What is required: Copy each line of the records below, from the first through the one that contains "use crate::render::Renderer;", exactly as written.

Material for this task:
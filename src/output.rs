//! Output formatters for road events.
//!
//! Supports a standalone HTML page, human-readable terminal lines (with
//! colors), JSON, and NDJSON formats.

use std::io::{self, Write};

use chrono::{DateTime, Local};

use crate::filters::Selection;
use crate::geo;
use crate::models::{EventRecord, OutputEvent};
use crate::render::Renderer;
use crate::surface::HtmlPage;

// ANSI color codes
const RESET: &str = "\x1b[0m";
const BOLD: &str = "\x1b[1m";
const DIM: &str = "\x1b[2m";

// Event-type colors
const RED: &str = "\x1b[91m"; // Incidents
const YELLOW: &str = "\x1b[93m"; // Construction
const CYAN: &str = "\x1b[96m"; // Weather and road conditions
const WHITE: &str = "\x1b[97m"; // Everything else

const ICON_ROAD: &str = "🚧";
const ICON_FIRE: &str = "🔥";

/// Longest description shown on one terminal line.
const MAX_DESCRIPTION_CHARS: usize = 100;

/// Output format selection.
#[derive(Debug, Clone, Copy, PartialEq, Eq, Default)]
pub enum Format {
    /// Standalone HTML page
    Html,
    /// Human-readable terminal output (default)
    #[default]
    Human,
    /// JSON array
    Json,
    /// Newline-delimited JSON (one object per line)
    Ndjson,
}

impl std::str::FromStr for Format {
    type Err = String;

    fn from_str(s: &str) -> Result<Self, Self::Err> {
        match s.to_lowercase().as_str() {
            "html" => Ok(Self::Html),
            "human" => Ok(Self::Human),
            "json" => Ok(Self::Json),
            "ndjson" => Ok(Self::Ndjson),
            _ => Err(format!(
                "unknown format: {s} (expected: html, human, json, ndjson)"
            )),
        }
    }
}

/// Get the color code for an event type.
fn event_color(event_type: &str) -> &'static str {
    match event_type {
        "INCIDENT" => RED,
        "CONSTRUCTION" | "SPECIAL_EVENT" => YELLOW,
        "WEATHER_CONDITION" | "ROAD_CONDITION" => CYAN,
        _ => WHITE,
    }
}

fn truncate(text: &str, max: usize) -> String {
    if text.chars().count() <= max {
        return text.to_string();
    }
    let cut: String = text.chars().take(max.saturating_sub(1)).collect();
    format!("{cut}…")
}

/// Write the selection as a standalone HTML page.
///
/// # Errors
///
/// Returns an error if writing fails.
pub fn write_html<W: Write>(
    writer: &mut W,
    selection: &Selection<'_>,
    renderer: &Renderer,
    acquired: DateTime<Local>,
) -> io::Result<()> {
    let mut page = HtmlPage::default();
    renderer.render(&mut page, selection, acquired);
    write!(writer, "{}", page.document())
}

/// Write events in human-readable format with colors.
///
/// # Errors
///
/// Returns an error if writing fails.
pub fn write_human<W: Write>(writer: &mut W, selection: &Selection<'_>) -> io::Result<()> {
    writeln!(writer, "{BOLD}{}{RESET}", selection.summary())?;

    for event in &selection.events {
        let color = event_color(&event.event_type);
        let icon = if event.primary_subtype() == Some("FIRE") {
            ICON_FIRE
        } else {
            ICON_ROAD
        };
        let road = match event.primary_road() {
            "" => "Unknown road".to_string(),
            name => match event.roads.first().and_then(|r| r.direction.as_deref()) {
                Some(direction) => format!("{name} ({direction})"),
                None => name.to_string(),
            },
        };
        let description = truncate(&event.description, MAX_DESCRIPTION_CHARS);
        let map = geo::map_url(event.geography.as_ref());

        writeln!(
            writer,
            "{icon} {color}{BOLD}{:<17}{RESET} │ \
             {road} │ \
             {DIM}{}{RESET} │ \
             {description}",
            event.event_type, event.updated,
        )?;
        if !map.is_empty() {
            writeln!(writer, "   {DIM}{map}{RESET}")?;
        }
    }
    Ok(())
}

/// Write events as a JSON array.
///
/// # Errors
///
/// Returns an error if serialization or writing fails.
pub fn write_json<W: Write>(writer: &mut W, events: &[&EventRecord]) -> io::Result<()> {
    let output: Vec<OutputEvent> = events.iter().map(|e| OutputEvent::from(*e)).collect();
    let json = serde_json::to_string_pretty(&output)
        .map_err(|e| io::Error::new(io::ErrorKind::InvalidData, e))?;
    writeln!(writer, "{json}")
}

/// Write events as newline-delimited JSON.
///
/// Each event is written as a single line of JSON.
///
/// # Errors
///
/// Returns an error if serialization or writing fails.
pub fn write_ndjson<W: Write>(writer: &mut W, events: &[&EventRecord]) -> io::Result<()> {
    for event in events {
        let output = OutputEvent::from(*event);
        let json = serde_json::to_string(&output)
            .map_err(|e| io::Error::new(io::ErrorKind::InvalidData, e))?;
        writeln!(writer, "{json}")?;
    }
    Ok(())
}

/// Write a selection in the specified format.
///
/// # Errors
///
/// Returns an error if writing fails.
pub fn write_selection<W: Write>(
    writer: &mut W,
    selection: &Selection<'_>,
    format: Format,
    renderer: &Renderer,
) -> io::Result<()> {
    match format {
        Format::Html => write_html(writer, selection, renderer, Local::now()),
        Format::Human => write_human(writer, selection),
        Format::Json => write_json(writer, &selection.events),
        Format::Ndjson => write_ndjson(writer, &selection.events),
    }
}

#[cfg(test)]
mod tests {
    use super::*;
    use crate::filters::Selector;
    use crate::models::tests::sample_feed;

    #[test]
    fn test_format_parse() {
        assert_eq!("html".parse::<Format>().unwrap(), Format::Html);
        assert_eq!("human".parse::<Format>().unwrap(), Format::Human);
        assert_eq!("json".parse::<Format>().unwrap(), Format::Json);
        assert_eq!("ndjson".parse::<Format>().unwrap(), Format::Ndjson);
        assert!("invalid".parse::<Format>().is_err());
    }

    #[test]
    fn test_ndjson_one_line_per_event() {
        let feed = sample_feed();
        let selection = Selector::default().select(&feed.events);
        let mut out = Vec::new();
        write_ndjson(&mut out, &selection.events).unwrap();

        let text = String::from_utf8(out).unwrap();
        let lines: Vec<_> = text.lines().collect();
        assert_eq!(lines.len(), 5);

        let first: serde_json::Value = serde_json::from_str(lines[0]).unwrap();
        assert_eq!(first["road"], "Highway 1");
        assert_eq!(first["subtype"], "FIRE");
        assert!(first["map_url"].as_str().unwrap().contains("q=50.4241,-121.4208"));
    }

    #[test]
    fn test_html_page_output() {
        let feed = sample_feed();
        let selection = Selector::Subtype {
            tag: "FIRE".to_string(),
        }
        .select(&feed.events);
        let mut out = Vec::new();
        write_selection(&mut out, &selection, Format::Html, &Renderer::default()).unwrap();

        let text = String::from_utf8(out).unwrap();
        assert!(text.starts_with("<!DOCTYPE html>"));
        assert!(text.contains("2 fire events of 5 total events"));
    }

    #[test]
    fn test_human_output_lists_summary_and_events() {
        let feed = sample_feed();
        let selection = Selector::default().select(&feed.events);
        let mut out = Vec::new();
        write_human(&mut out, &selection).unwrap();

        let text = String::from_utf8(out).unwrap();
        assert!(text.contains("5 major events of 5 total events"));
        assert!(text.contains("Highway 97C (W)"));
        assert!(text.contains("Unknown road"));
    }

    #[test]
    fn test_truncate() {
        assert_eq!(truncate("short", 10), "short");
        assert_eq!(truncate("abcdefghij", 5), "abcd…");
    }
}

The completed task:
filename src/output.rs
//! Output formatters for road events.
//!
//! Supports a standalone HTML page, human-readable terminal lines (with
//! colors), JSON, and NDJSON formats.

use std::io::{self, Write};

use chrono::{DateTime, Local};

use crate::filters::Selection;
use crate::geo;
use crate::models::{EventRecord, OutputEvent};
use crate::render::Renderer;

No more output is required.